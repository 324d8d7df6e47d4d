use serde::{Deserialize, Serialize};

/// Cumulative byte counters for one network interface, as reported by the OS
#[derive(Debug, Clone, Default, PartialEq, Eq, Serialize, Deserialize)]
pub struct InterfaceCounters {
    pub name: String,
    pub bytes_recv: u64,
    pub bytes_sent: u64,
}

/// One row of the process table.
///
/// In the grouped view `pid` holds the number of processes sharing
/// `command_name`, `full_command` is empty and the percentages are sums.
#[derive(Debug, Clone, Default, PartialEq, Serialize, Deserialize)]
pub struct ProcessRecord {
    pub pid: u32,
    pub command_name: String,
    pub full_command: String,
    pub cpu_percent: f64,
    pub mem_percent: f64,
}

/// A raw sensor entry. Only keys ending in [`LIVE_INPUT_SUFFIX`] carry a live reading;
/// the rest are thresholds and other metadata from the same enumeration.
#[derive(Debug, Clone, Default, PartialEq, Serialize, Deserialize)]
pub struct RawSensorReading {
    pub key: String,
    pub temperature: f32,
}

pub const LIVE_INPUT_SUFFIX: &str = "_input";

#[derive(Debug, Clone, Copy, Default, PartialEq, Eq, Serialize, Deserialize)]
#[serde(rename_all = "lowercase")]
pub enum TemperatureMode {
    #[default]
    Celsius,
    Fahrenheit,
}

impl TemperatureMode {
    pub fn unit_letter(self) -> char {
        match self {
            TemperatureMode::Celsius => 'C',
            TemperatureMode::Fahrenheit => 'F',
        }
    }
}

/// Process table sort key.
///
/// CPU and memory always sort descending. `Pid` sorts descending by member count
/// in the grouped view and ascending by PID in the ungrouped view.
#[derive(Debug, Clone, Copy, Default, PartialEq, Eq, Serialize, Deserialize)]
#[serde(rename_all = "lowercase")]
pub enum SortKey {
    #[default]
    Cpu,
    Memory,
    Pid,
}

• • • • • • •

- [WORK TASK]
Retype the listing above in full, exactly as it stands.

- [TASK RESPONSE]
repository 324d8d7df6e47d4d
use serde::{Deserialize, Serialize};

/// Cumulative byte counters for one network interface, as reported by the OS
#[derive(Debug, Clone, Default, PartialEq, Eq, Serialize, Deserialize)]
pub struct InterfaceCounters {
    pub name: String,
    pub bytes_recv: u64,
    pub bytes_sent: u64,
}

/// One row of the process table.
///
/// In the grouped view `pid` holds the number of processes sharing
/// `command_name`, `full_command` is empty and the percentages are sums.
#[derive(Debug, Clone, Default, PartialEq, Serialize, Deserialize)]
pub struct ProcessRecord {
    pub pid: u32,
    pub command_name: String,
    pub full_command: String,
    pub cpu_percent: f64,
    pub mem_percent: f64,
}

/// A raw sensor entry. Only keys ending in [`LIVE_INPUT_SUFFIX`] carry a live reading;
/// the rest are thresholds and other metadata from the same enumeration.
#[derive(Debug, Clone, Default, PartialEq, Serialize, Deserialize)]
pub struct RawSensorReading {
    pub key: String,
    pub temperature: f32,
}

pub const LIVE_INPUT_SUFFIX: &str = "_input";

#[derive(Debug, Clone, Copy, Default, PartialEq, Eq, Serialize, Deserialize)]
#[serde(rename_all = "lowercase")]
pub enum TemperatureMode {
    #[default]
    Celsius,
    Fahrenheit,
}

impl TemperatureMode {
    pub fn unit_letter(self) -> char {
        match self {
            TemperatureMode::Celsius => 'C',
            TemperatureMode::Fahrenheit => 'F',
        }
    }
}

/// Process table sort key.
///
/// CPU and memory always sort descending. `Pid` sorts descending by member count
/// in the grouped view and ascending by PID in the ungrouped view.
#[derive(Debug, Clone, Copy, Default, PartialEq, Eq, Serialize, Deserialize)]
#[serde(rename_all = "lowercase")]
pub enum SortKey {
    #[default]
    Cpu,
    Memory,
    Pid,
}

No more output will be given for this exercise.